Some accounts record that ancient Tyrians would gather a large amount of snails and leave them to decompose in vats around the city, a process that would produce a horrible odor. No modern day reconstruction has been capable of accurately replicating the Phoenician process.



The dye was favored and adopted by noble courts around the ancient world due to its perceived high quality. The Byzantine (Western Roman) Empire considered purple to be its imperial color, highly regulating its production and limiting it to the imperial court. This process was so intertwined with the highest corridors of power that children born to emperors would come to be known as “born in purple.”

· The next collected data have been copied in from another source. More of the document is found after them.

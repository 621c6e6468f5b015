//! Property tests for chunk assembly and the raw container

use bytes::Bytes;
use crabrec::encoding::{MediaEncoder, RawEncoder, RawReader, StreamLayout, RAW_MIME_TYPE};
use crabrec::recording::ChunkBuffer;
use crabrec::types::{AudioFrame, SourceKind, TrackInfo, TrackKind};
use proptest::prelude::*;

proptest! {
    #[test]
    fn concat_is_ordered_join_of_chunks(chunks in proptest::collection::vec(proptest::collection::vec(any::<u8>(), 0..64), 0..32)) {
        let mut buffer = ChunkBuffer::new();
        for chunk in &chunks {
            buffer.push(Bytes::from(chunk.clone()));
        }

        let expected: Vec<u8> = chunks.iter().flatten().copied().collect();
        prop_assert_eq!(buffer.byte_len(), expected.len());
        prop_assert_eq!(buffer.len(), chunks.iter().filter(|c| !c.is_empty()).count());

        let joined = buffer.concat();
        prop_assert_eq!(joined.len(), expected.len());
        prop_assert_eq!(&joined[..], &expected[..]);
        prop_assert!(buffer.is_empty());
    }

    #[test]
    fn reader_never_panics_on_arbitrary_input(data in proptest::collection::vec(any::<u8>(), 0..256)) {
        let _ = RawReader::parse(&data);
    }

    #[test]
    fn reader_counts_every_audio_record(frames in proptest::collection::vec(1usize..64, 1..20), split in 0usize..20) {
        let layout = StreamLayout {
            video: None,
            audio: Some(TrackInfo::audio(Some(SourceKind::Microphone), "mic", 48000, 2)),
        };
        let mut encoder: Box<dyn MediaEncoder> = Box::new(RawEncoder::new(RAW_MIME_TYPE, &layout).unwrap());
        let mut buffer = ChunkBuffer::new();

        for (i, n) in frames.iter().enumerate() {
            encoder.encode_audio(&AudioFrame {
                samples: vec![0.1; n * 2],
                sample_rate: 48000,
                channels: 2,
                timestamp: i as f64 * 0.01,
            }).unwrap();
            if i == split {
                buffer.push(Bytes::from(encoder.take_output()));
            }
        }
        buffer.push(Bytes::from(encoder.finish().unwrap()));

        let parsed = RawReader::parse(&buffer.concat()).unwrap();
        prop_assert_eq!(parsed.sample_count(TrackKind::Audio), frames.len());
        let samples: usize = frames.iter().map(|n| n * 2).sum();
        prop_assert_eq!(parsed.payload_bytes(), (samples * 4) as u64);
    }
}
//! Recording sessions and the sequencer that drives them
//!
//! # Example
//! ```rust,no_run
//! use crabrec::{RecorderConfig, Selection, Sequencer};
//!
//! let mut sequencer = Sequencer::native(RecorderConfig::default());
//! sequencer.start(&Selection::camera_and_microphone())?;
//! std::thread::sleep(std::time::Duration::from_secs(5));
//! if let Some(artifact) = sequencer.stop()? {
//!     artifact.save_to("./recordings", "recording")?;
//! }
//! # Ok::<(), crabrec::RecorderError>(())
//! ```

mod artifact;
mod chunk;
mod sequencer;
mod session;

pub use artifact::Artifact;
pub use chunk::ChunkBuffer;
pub use sequencer::{Sequencer, SequencerState, StateObserver};
pub use session::{ChunkEvent, CombinedStream, PumpStats, RecordingSession, SessionStats};
//! Synthetic frames for offline testing
//!
//! Video is a moving RGB gradient so every frame differs; audio is a 440 Hz
//! sine tone at a level that never clips.

use crate::types::{AudioFrame, VideoFrame};

/// RGB24 gradient frame that shifts with `frame_number`
pub fn synthetic_video_frame(frame_number: u64, width: u32, height: u32, timestamp: f64) -> VideoFrame {
    let mut data = vec![0u8; (width * height * 3) as usize];

    let base = (frame_number % 256) as u8;
    for y in 0..height {
        for x in 0..width {
            let idx = ((y * width + x) * 3) as usize;
            data[idx] = base.wrapping_add((x % 256) as u8);
            data[idx + 1] = base.wrapping_add((y % 256) as u8);
            data[idx + 2] = base.wrapping_add(((x + y) % 256) as u8);
        }
    }

    VideoFrame {
        data,
        width,
        height,
        timestamp,
    }
}

/// Interleaved sine tone; `frames` samples per channel, phase-continuous
/// across consecutive `frame_number`s
pub fn synthetic_audio_frame(
    frame_number: u64,
    frames: usize,
    sample_rate: u32,
    channels: u16,
    timestamp: f64,
) -> AudioFrame {
    let frequency = 440.0;
    let channels_usize = channels as usize;
    let mut samples = vec![0.0f32; frames * channels_usize];

    for i in 0..frames {
        let t = (frame_number as f64 * frames as f64 + i as f64) / sample_rate as f64;
        let value = (2.0 * std::f64::consts::PI * frequency * t).sin() as f32 * 0.3;
        for ch in 0..channels_usize {
            samples[i * channels_usize + ch] = value;
        }
    }

    AudioFrame {
        samples,
        sample_rate,
        channels,
        timestamp,
    }
}
//! Which sources a session requests and how their tracks are chosen

use serde::{Deserialize, Serialize};

use crate::errors::RecorderError;
use crate::types::SourceKind;

/// Precedence between the two video sources
#[derive(Debug, Clone, Copy, PartialEq, Eq, Default, Serialize, Deserialize)]
#[serde(rename_all = "camelCase")]
pub enum VideoPriority {
    #[default]
    DisplayFirst,
    CameraFirst,
}

/// Precedence between the two audio sources when they are not mixed
#[derive(Debug, Clone, Copy, PartialEq, Eq, Default, Serialize, Deserialize)]
#[serde(rename_all = "camelCase")]
pub enum AudioPriority {
    #[default]
    MicrophoneFirst,
    DisplayFirst,
}

/// Sources to acquire for one recording session
#[derive(Debug, Clone, Default, PartialEq, Eq, Serialize, Deserialize)]
#[serde(rename_all = "camelCase", default)]
pub struct Selection {
    pub camera: bool,
    pub microphone: bool,
    pub display_video: bool,
    pub display_audio: bool,
    pub mix_microphone_and_display_audio: bool,
    pub video_priority: VideoPriority,
    pub audio_priority: AudioPriority,
}

impl Selection {
    pub fn camera_only() -> Self {
        Self {
            camera: true,
            ..Self::default()
        }
    }

    pub fn camera_and_microphone() -> Self {
        Self {
            camera: true,
            microphone: true,
            ..Self::default()
        }
    }

    /// Screen share with its audio merged with the microphone
    pub fn screen_with_mixed_audio() -> Self {
        Self {
            display_video: true,
            display_audio: true,
            microphone: true,
            mix_microphone_and_display_audio: true,
            ..Self::default()
        }
    }

    pub fn is_empty(&self) -> bool {
        !(self.camera || self.microphone || self.display_video || self.display_audio)
    }

    pub fn validate(&self) -> Result<(), RecorderError> {
        if self.is_empty() {
            return Err(RecorderError::InvalidSelection(
                "no capture source requested".to_string(),
            ));
        }
        Ok(())
    }

    /// Requested sources in acquisition order; picker-driven sources come first
    pub fn requested_sources(&self) -> Vec<SourceKind> {
        [
            (self.display_video, SourceKind::DisplayVideo),
            (self.display_audio, SourceKind::DisplayAudio),
            (self.camera, SourceKind::Camera),
            (self.microphone, SourceKind::Microphone),
        ]
        .into_iter()
        .filter_map(|(wanted, kind)| wanted.then_some(kind))
        .collect()
    }

    /// Whether both audio sources are requested and should be merged
    pub fn wants_mix(&self) -> bool {
        self.mix_microphone_and_display_audio && self.microphone && self.display_audio
    }

    /// Video sources in precedence order
    pub fn video_precedence(&self) -> [SourceKind; 2] {
        match self.video_priority {
            VideoPriority::DisplayFirst => [SourceKind::DisplayVideo, SourceKind::Camera],
            VideoPriority::CameraFirst => [SourceKind::Camera, SourceKind::DisplayVideo],
        }
    }

    /// Audio sources in precedence order
    pub fn audio_precedence(&self) -> [SourceKind; 2] {
        match self.audio_priority {
            AudioPriority::MicrophoneFirst => [SourceKind::Microphone, SourceKind::DisplayAudio],
            AudioPriority::DisplayFirst => [SourceKind::DisplayAudio, SourceKind::Microphone],
        }
    }
}
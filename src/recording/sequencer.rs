//! Capture/mix/record sequencer
//!
//! Drives one session at a time through `Idle → Acquiring → Recording →
//! Finalizing → Idle`. Start acquires the selected sources and starts the
//! encoder; stop tears everything down and returns the assembled artifact.

use std::fmt;
use std::sync::Arc;
use std::time::Duration;

use serde::Serialize;
use uuid::Uuid;

use super::artifact::Artifact;
use super::session::{RecordingSession, SessionStats};
use crate::capture::{CaptureBackend, NativeBackend};
use crate::config::RecorderConfig;
use crate::encoding::{DefaultEncoderFactory, EncoderFactory, StreamLayout};
use crate::errors::RecorderError;
use crate::selection::Selection;
use crate::types::{SourceKind, TrackInfo};

#[derive(Debug, Clone, Copy, PartialEq, Eq, Serialize)]
#[serde(rename_all = "camelCase")]
pub enum SequencerState {
    Idle,
    Acquiring,
    Recording,
    Finalizing,
}

impl fmt::Display for SequencerState {
    fn fmt(&self, f: &mut fmt::Formatter<'_>) -> fmt::Result {
        let name = match self {
            SequencerState::Idle => "idle",
            SequencerState::Acquiring => "acquiring",
            SequencerState::Recording => "recording",
            SequencerState::Finalizing => "finalizing",
        };
        f.write_str(name)
    }
}

pub type StateObserver = Box<dyn Fn(SequencerState) + Send + Sync>;

pub struct Sequencer {
    backend: Arc<dyn CaptureBackend>,
    encoders: Arc<dyn EncoderFactory>,
    config: RecorderConfig,
    state: SequencerState,
    session: Option<RecordingSession>,
    last_artifact: Option<Arc<Artifact>>,
    observers: Vec<StateObserver>,
}

impl Sequencer {
    pub fn new(
        backend: Arc<dyn CaptureBackend>,
        encoders: Arc<dyn EncoderFactory>,
        config: RecorderConfig,
    ) -> Self {
        Self {
            backend,
            encoders,
            config,
            state: SequencerState::Idle,
            session: None,
            last_artifact: None,
            observers: Vec::new(),
        }
    }

    /// Sequencer on the native devices with the built-in encoders
    pub fn native(config: RecorderConfig) -> Self {
        Self::new(
            Arc::new(NativeBackend::new()),
            Arc::new(DefaultEncoderFactory),
            config,
        )
    }

    pub fn config(&self) -> &RecorderConfig {
        &self.config
    }

    pub fn state(&self) -> SequencerState {
        self.state
    }

    pub fn is_recording(&self) -> bool {
        self.session.is_some()
    }

    /// The artifact produced by the most recent successful stop
    pub fn last_artifact(&self) -> Option<Arc<Artifact>> {
        self.last_artifact.clone()
    }

    /// Devices held by the active session
    pub fn active_sources(&self) -> usize {
        self.session.as_ref().map_or(0, |s| s.live_sources())
    }

    /// Register a callback for every state transition
    pub fn on_state_change(&mut self, observer: impl Fn(SequencerState) + Send + Sync + 'static) {
        self.observers.push(Box::new(observer));
    }

    fn set_state(&mut self, state: SequencerState) {
        if self.state == state {
            return;
        }
        log::debug!("Sequencer state: {} -> {}", self.state, state);
        self.state = state;
        for observer in &self.observers {
            observer(state);
        }
    }

    /// Acquire the selected sources and start recording.
    ///
    /// The first acquisition failure aborts the start: nothing stays
    /// acquired, no encoder is created and the sequencer returns to idle.
    pub fn start(&mut self, selection: &Selection) -> Result<Uuid, RecorderError> {
        if self.session.is_some() {
            log::warn!("Start requested while a session is active");
            return Err(RecorderError::AlreadyRecording);
        }

        self.set_state(SequencerState::Acquiring);
        match RecordingSession::open(
            self.backend.as_ref(),
            self.encoders.as_ref(),
            &self.config,
            selection,
        ) {
            Ok(session) => {
                let id = session.id();
                self.session = Some(session);
                self.set_state(SequencerState::Recording);
                Ok(id)
            }
            Err(e) => {
                log::error!("{}", e.user_message());
                self.set_state(SequencerState::Idle);
                Err(e)
            }
        }
    }

    /// Stop the active session and return its artifact.
    ///
    /// Without an active session this does nothing and returns `Ok(None)`.
    pub fn stop(&mut self) -> Result<Option<Arc<Artifact>>, RecorderError> {
        let Some(session) = self.session.take() else {
            log::debug!("Stop requested with no active session");
            return Ok(None);
        };

        self.set_state(SequencerState::Finalizing);
        let timeout = Duration::from_millis(self.config.encoding.finalize_timeout_ms);
        let result = session.finalize(timeout);
        self.set_state(SequencerState::Idle);

        let mut artifact = result.map_err(|e| {
            log::error!("{}", e.user_message());
            e
        })?;

        if self.config.storage.auto_download {
            match artifact.save_to(&self.config.storage.output_directory, &self.config.storage.file_prefix) {
                Ok(path) => artifact.saved_path = Some(path),
                Err(e) => log::error!("Failed to save recording: {}", e),
            }
        }

        let artifact = Arc::new(artifact);
        self.last_artifact = Some(artifact.clone());
        Ok(Some(artifact))
    }

    pub fn session_stats(&self) -> Result<SessionStats, RecorderError> {
        self.session
            .as_ref()
            .map(|s| s.stats())
            .ok_or(RecorderError::NoActiveSession)
    }

    /// Preferred MIME types the encoder factory supports for video with audio
    pub fn supported_mime_types(&self) -> Vec<String> {
        let capture = &self.config.capture;
        let layout = StreamLayout {
            video: Some(TrackInfo::video(
                SourceKind::Camera,
                "capability",
                capture.video_width,
                capture.video_height,
                capture.video_fps,
            )),
            audio: Some(TrackInfo::audio(None, "capability", capture.sample_rate, capture.channels)),
        };
        self.config
            .encoding
            .preferred_mime_types
            .iter()
            .filter(|mime| self.encoders.is_type_supported(mime, &layout))
            .cloned()
            .collect()
    }
}

#[cfg(test)]
mod tests {
    use super::*;

    #[test]
    fn test_state_display() {
        assert_eq!(SequencerState::Finalizing.to_string(), "finalizing");
        assert_eq!(
            serde_json::to_string(&SequencerState::Recording).unwrap(),
            "\"recording\""
        );
    }

    #[test]
    fn test_native_sequencer_starts_idle() {
        let mut sequencer = Sequencer::native(RecorderConfig::default());
        assert_eq!(sequencer.state(), SequencerState::Idle);
        assert!(matches!(sequencer.session_stats(), Err(RecorderError::NoActiveSession)));
        assert!(sequencer.stop().unwrap().is_none());
        assert!(sequencer.last_artifact().is_none());
    }

    #[test]
    fn test_empty_selection_never_leaves_idle() {
        let mut sequencer = Sequencer::native(RecorderConfig::default());
        let result = sequencer.start(&Selection::default());
        assert!(matches!(result, Err(RecorderError::InvalidSelection(_))));
        assert_eq!(sequencer.state(), SequencerState::Idle);
    }
}
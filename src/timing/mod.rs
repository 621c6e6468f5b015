//! Session timebase
//!
//! Every source, the mixer and the encoder stamp samples against one
//! `PTSClock` created when the session starts, which is what puts all
//! tracks of a recording in the same clock domain.

use std::sync::Arc;
use std::time::{Duration, Instant};

/// Monotonic clock for presentation timestamps
#[derive(Debug, Clone)]
pub struct PTSClock {
    start: Arc<Instant>,
}

impl PTSClock {
    /// Create a new clock with the current instant as time zero
    pub fn new() -> Self {
        Self::from_instant(Instant::now())
    }

    /// Create a clock sharing an existing time zero
    pub fn from_instant(start: Instant) -> Self {
        Self {
            start: Arc::new(start),
        }
    }

    /// Seconds elapsed since time zero
    #[inline]
    pub fn pts(&self) -> f64 {
        self.start.elapsed().as_secs_f64()
    }

    /// Seconds between time zero and `instant`; zero if `instant` is earlier
    #[inline]
    pub fn pts_at(&self, instant: Instant) -> f64 {
        instant.saturating_duration_since(*self.start).as_secs_f64()
    }

    pub fn elapsed(&self) -> Duration {
        self.start.elapsed()
    }

    pub fn start_instant(&self) -> Instant {
        *self.start
    }
}

impl Default for PTSClock {
    fn default() -> Self {
        Self::new()
    }
}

Early Roman myths claimed that the dye was discovered by a dog of the philosopher Heracles of Tyre, who one day returned with a purple-stained mouth after consuming a few too many murex snails. Some accounts even claim that Phoenicia was named after the dye, with its name meaning the “land of purple.”

The dye was intimately tied with power and wealth in the ancient world, with elites preferring it because the dye would not fade but intensify as it was exposed to sunlight. The dye also became one of the most expensive luxury commodities in the ancient world, becoming a status symbol worn by emperors, senators, generals, and aristocrats alike.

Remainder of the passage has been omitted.